В 1945 году Маркус Вольф выехал в Нюрнберг из советской зоны оккупации Германии в качестве корреспондента радио. На суде присутствовала и небольшая группа немецких антифашистов, а также бывших военнопленных.

Судебный процесс над 22 главными военными преступниками гитлеровской Германии начался 20 ноября 1945 года и завершился 1 октября 1946 года.

Маркус Вольф в своём «Последнем интервью» уделил внимание вынесению приговора нацистским преступникам:

«Оглашение приговора происходило, с точки зрения прессы, совершенно необычно. Подобного в истории радио, насколько я знаю, никогда не было. По совместному решению стран-победительниц приговор зачитывался в течение двух полных дней, 30 сентября и 1 октября 1946 года, по всем радиостанциям. Это значило, что повсюду и все программы были одинаковыми, Швейцария и Австрия присоединились. От каждой зоны оккупации было по одному репортёру, кроме французов, которые работали вдвоём. По плану, подготовленному союзными офицерами-контролёрами, эти репортёры вели свои передачи прямо из кабины в зале суда, находившейся выше и сзади скамьи подсудимых…».

В заключение нужно всё-таки напомнить, что Нюрнбергский трибунал назвал агрессором только фашистскую Германию. И его приговор фальсификаторам не изменить, даже по истечении срока давности.

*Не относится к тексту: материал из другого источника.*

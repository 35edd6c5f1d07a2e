//! Client-side call validation gate.
//!
//! Rules run in a fixed order and the first one that fires decides the
//! outcome. A request that is not [`ValidationOutcome::Accepted`] must never be
//! written to the gateway.

use crate::types::{floor_of, CallRequest};
use liftcall_core::PolicyConfig;
use tracing::{debug, info};

/// Reason used when source and destination share a floor.
pub const SAME_FLOOR_REASON: &str = "SAME_SOURCE_AND_DEST_FLOOR";
/// Reason used for blocked directional actions.
pub const INVALID_DIRECTION_REASON: &str = "INVALID_DIRECTION";

/// Result of validating one request
#[derive(Debug, Clone, PartialEq, Eq)]
pub enum ValidationOutcome {
    /// Request may be dispatched
    Accepted(CallRequest),
    /// Request violates local policy
    Rejected {
        /// Human-readable reason
        reason: String,
    },
    /// Request is withdrawn before sending
    Cancelled {
        /// Machine-readable reason
        reason: String,
    },
}

impl ValidationOutcome {
    /// True for [`ValidationOutcome::Accepted`]
    pub fn is_accepted(&self) -> bool {
        matches!(self, ValidationOutcome::Accepted(_))
    }

    /// Refusal reason, `None` when accepted
    pub fn reason(&self) -> Option<&str> {
        match self {
            ValidationOutcome::Accepted(_) => None,
            ValidationOutcome::Rejected { reason } | ValidationOutcome::Cancelled { reason } => {
                Some(reason)
            }
        }
    }

    fn rejected(reason: impl Into<String>) -> Self {
        ValidationOutcome::Rejected { reason: reason.into() }
    }
}

/// Local call policy
#[derive(Debug, Clone, PartialEq, Eq)]
pub struct ValidationPolicy {
    /// Action codes refused outright
    pub disabled_actions: Vec<i32>,
    /// Action codes refused as an invalid direction
    pub invalid_direction_actions: Vec<i32>,
    /// Smallest accepted delay
    pub min_delay_seconds: i32,
    /// Largest accepted delay
    pub max_delay_seconds: i32,
    /// Largest accepted group size
    pub max_group_size: i32,
    /// Areas the building defines
    pub valid_areas: Vec<i32>,
}

impl Default for ValidationPolicy {
    fn default() -> Self {
        Self::from(&PolicyConfig::default())
    }
}

impl From<&PolicyConfig> for ValidationPolicy {
    fn from(config: &PolicyConfig) -> Self {
        Self {
            disabled_actions: config.disabled_actions.clone(),
            invalid_direction_actions: config.invalid_direction_actions.clone(),
            min_delay_seconds: config.min_delay_seconds,
            max_delay_seconds: config.max_delay_seconds,
            max_group_size: config.max_group_size,
            valid_areas: config.valid_areas.clone(),
        }
    }
}

/// Pure request validator
#[derive(Debug, Clone, Default)]
pub struct RequestValidator {
    policy: ValidationPolicy,
}

impl RequestValidator {
    /// Validator for the given policy
    pub fn new(policy: ValidationPolicy) -> Self {
        Self { policy }
    }

    /// Decide whether `request` may be sent.
    pub fn validate(&self, request: &CallRequest) -> ValidationOutcome {
        let outcome = self.first_violation(request).unwrap_or_else(|| {
            ValidationOutcome::Accepted(request.clone())
        });

        match outcome.reason() {
            Some(reason) => info!(
                request_id = request.request_id,
                reason, "call refused before dispatch"
            ),
            None => debug!(request_id = request.request_id, "call accepted"),
        }
        outcome
    }

    fn first_violation(&self, request: &CallRequest) -> Option<ValidationOutcome> {
        let policy = &self.policy;
        let code = request.action.code();

        if policy.disabled_actions.contains(&code) {
            return Some(ValidationOutcome::rejected(format!("disabled call action: {code}")));
        }
        if policy.invalid_direction_actions.contains(&code) {
            return Some(ValidationOutcome::rejected(INVALID_DIRECTION_REASON));
        }
        if let Some(delay) = request.delay_seconds {
            if delay < policy.min_delay_seconds || delay > policy.max_delay_seconds {
                return Some(ValidationOutcome::rejected(format!(
                    "invalid delay parameter: {delay}"
                )));
            }
        }
        if let Some(group_size) = request.group_size {
            if group_size > policy.max_group_size {
                return Some(ValidationOutcome::rejected(format!(
                    "invalid group_size parameter: {group_size}"
                )));
            }
        }
        if let Some(destination) = request.destination_area {
            if floor_of(request.source_area) == floor_of(destination) {
                return Some(ValidationOutcome::Cancelled {
                    reason: SAME_FLOOR_REASON.to_string(),
                });
            }
        }
        if !policy.valid_areas.contains(&request.source_area) {
            return Some(ValidationOutcome::rejected(format!(
                "unable to resolve area: area:{}",
                request.source_area
            )));
        }
        // Landing calls carry no destination and skip this check.
        if let Some(destination) = request.destination_area {
            if !policy.valid_areas.contains(&destination) {
                return Some(ValidationOutcome::rejected(format!(
                    "unable to resolve destination: area:{destination}"
                )));
            }
        }
        None
    }
}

Вспомним удивительно точный прогноз будущей оценки на Западе приговора суда, сделанный председателем Верховного суда СССР Л. Н. Смирновым в послесловии к книге А. И. Полторака «Нюрнбергский эпилог»:

«Империализм США многое сделал бы сейчас для того, чтобы до основания вытравить в памяти человечества даже воспоминания о Нюрнберге. Ещё в 1946 году реакционный американский сенатор Тафт писал о том, что «США будут долго сожалеть» о приведении в исполнение приговора Нюрнбергского трибунала. Мракобесы современности не в силах повернуть историю вспять. Все расчёты идеологов реакции на короткую память человечества обречены на провал. Мне довелось разговаривать о Нюрнберге в Непале, Индии, Алжире, Эфиопии, многих других странах, расположенных далеко от полей минувших битв Второй мировой войны, от нацистских лагерей смерти, от могил варварски умерщвлённых русских, украинцев, белорусов, поляков, евреев, чехов, словаков, французов, датчан. И я имел возможность убедиться, что память о Нюрнбергском трибунале жива везде – на всех континентах, где живут и борются за мир, за гуманные принципы человеческого общежития простые люди, ненавидящие фашизм и войну».

Образование ГДР

В октябре 1949 года советская зона оккупации Германии провозгласила себя Германской Демократической Республикой, которая была сразу признана Советским Союзом.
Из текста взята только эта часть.